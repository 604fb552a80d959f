//! Execution of a [`SyncPlan`] against the remote provider.
//!
//! Each file is handled in isolation:
//! 1. Read it. A missing or oversized file is treated as removed.
//! 2. Chunk it and upload every chunk through the shared pool.
//! 3. Only after all chunks are stored does the new id list replace the old
//!    one. Any failure leaves the old entry in place.
//!
//! Stale ids are deleted only once every file has been processed, so a file
//! never loses its searchable content because of this process. Interrupting
//! between the two phases leaves duplicates, which reconciliation removes.

use futures_util::stream::{self, StreamExt};
use tracing::{debug, info, warn};

use super::chunker::chunk_file;
use super::plan::SyncPlan;
use super::scanner::collect_file;
use super::upload::PassagePool;
use crate::api::MemoryProvider;
use crate::domain::{PassageMap, RepoConfig};

/// Receives per-file sync events.
pub trait SyncProgress: Send + Sync {
    fn on_file_synced(&self, _path: &str, _chunks: usize) {}
    fn on_file_removed(&self, _path: &str) {}
    fn on_file_failed(&self, _path: &str, _error: &anyhow::Error) {}
}

/// Ignores all progress events.
#[cfg(test)]
pub struct NoOpProgress;
#[cfg(test)]
impl SyncProgress for NoOpProgress {}

/// Reports progress through `tracing`.
pub struct LogProgress;
impl SyncProgress for LogProgress {
    fn on_file_synced(&self, path: &str, chunks: usize) {
        debug!("Indexed {} ({} chunks)", path, chunks);
    }

    fn on_file_removed(&self, path: &str) {
        debug!("Removed {}", path);
    }

    fn on_file_failed(&self, path: &str, error: &anyhow::Error) {
        warn!("Failed to sync {}: {:#}", path, error);
    }
}

/// Result of executing a plan.
#[derive(Debug, Clone, Default, PartialEq, Eq)]
pub struct SyncOutcome {
    pub passages: PassageMap,
    /// Commit the caller asked to stamp; passed through untouched.
    pub commit: Option<String>,
    pub files_removed: usize,
    pub files_reindexed: usize,
    pub full_reindex: bool,
    pub failed_files: Vec<String>,
    /// Stale passages deleted in the cleanup phase.
    pub passages_deleted: usize,
}

enum FileOutcome {
    Removed {
        path: String,
    },
    Reindexed {
        path: String,
        ids: Vec<String>,
    },
    Failed {
        path: String,
        /// Chunks of the failed upload that did get stored.
        orphaned: Vec<String>,
    },
}

pub struct SyncExecutor<'a> {
    pub config: &'a RepoConfig,
    pub agent_id: &'a str,
    pub provider: &'a dyn MemoryProvider,
    pub max_chunk_chars: usize,
    pub concurrency: usize,
    pub progress: &'a dyn SyncProgress,
}

impl SyncExecutor<'_> {
    pub async fn execute(
        &self,
        mut passages: PassageMap,
        plan: &SyncPlan,
        commit: Option<String>,
    ) -> SyncOutcome {
        let pool = PassagePool::new(self.provider, self.agent_id, self.concurrency);

        info!(
            "Syncing {} files{}",
            plan.files_to_reindex.len(),
            if plan.is_full_reindex {
                " (full reindex)"
            } else {
                ""
            }
        );

        // Collected before streaming; a lazy `map` here is not `Send`.
        let files: Vec<_> = plan
            .files_to_reindex
            .iter()
            .map(|path| self.process_file(&pool, path))
            .collect();
        let outcomes: Vec<FileOutcome> = stream::iter(files)
            .buffer_unordered(self.concurrency.max(1))
            .collect()
            .await;

        let mut stale: Vec<String> = Vec::new();
        let mut outcome = SyncOutcome {
            commit,
            full_reindex: plan.is_full_reindex,
            ..SyncOutcome::default()
        };

        for file in outcomes {
            match file {
                FileOutcome::Removed { path } => {
                    if let Some(old) = passages.remove(&path) {
                        stale.extend(old);
                        outcome.files_removed += 1;
                    }
                }
                FileOutcome::Reindexed { path, ids } => {
                    let old = if ids.is_empty() {
                        passages.remove(&path)
                    } else {
                        passages.insert(path, ids)
                    };
                    stale.extend(old.unwrap_or_default());
                    outcome.files_reindexed += 1;
                }
                FileOutcome::Failed { path, orphaned } => {
                    stale.extend(orphaned);
                    outcome.failed_files.push(path);
                }
            }
        }

        if !stale.is_empty() {
            outcome.passages_deleted = pool.delete_all(&stale).await;
            debug!(
                "Deleted {}/{} stale passages",
                outcome.passages_deleted,
                stale.len()
            );
        }

        outcome.failed_files.sort();
        outcome.passages = passages;
        outcome
    }

    async fn process_file(&self, pool: &PassagePool<'_>, path: &str) -> FileOutcome {
        let file = match collect_file(self.config, path).await {
            Ok(Some(file)) => file,
            Ok(None) => {
                self.progress.on_file_removed(path);
                return FileOutcome::Removed {
                    path: path.to_string(),
                };
            }
            Err(e) => {
                self.progress.on_file_failed(path, &e);
                return FileOutcome::Failed {
                    path: path.to_string(),
                    orphaned: Vec::new(),
                };
            }
        };

        let chunks = chunk_file(&file.path, &file.content, self.max_chunk_chars);
        match pool.upload_chunks(&chunks).await {
            Ok(ids) => {
                self.progress.on_file_synced(path, ids.len());
                FileOutcome::Reindexed {
                    path: path.to_string(),
                    ids,
                }
            }
            Err(partial) => {
                self.progress.on_file_failed(path, &partial.error);
                FileOutcome::Failed {
                    path: path.to_string(),
                    orphaned: partial.uploaded,
                }
            }
        }
    }
}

—————

Output the material above exactly, but only from the line that carries "entry in place." through the line that carries "pub trait SyncProgress: Send".

• [Response area]
//!    one. Any failure leaves the old entry in place.
//!
//! Stale ids are deleted only once every file has been processed, so a file
//! never loses its searchable content because of this process. Interrupting
//! between the two phases leaves duplicates, which reconciliation removes.

use futures_util::stream::{self, StreamExt};
use tracing::{debug, info, warn};

use super::chunker::chunk_file;
use super::plan::SyncPlan;
use super::scanner::collect_file;
use super::upload::PassagePool;
use crate::api::MemoryProvider;
use crate::domain::{PassageMap, RepoConfig};

/// Receives per-file sync events.
pub trait SyncProgress: Send + Sync {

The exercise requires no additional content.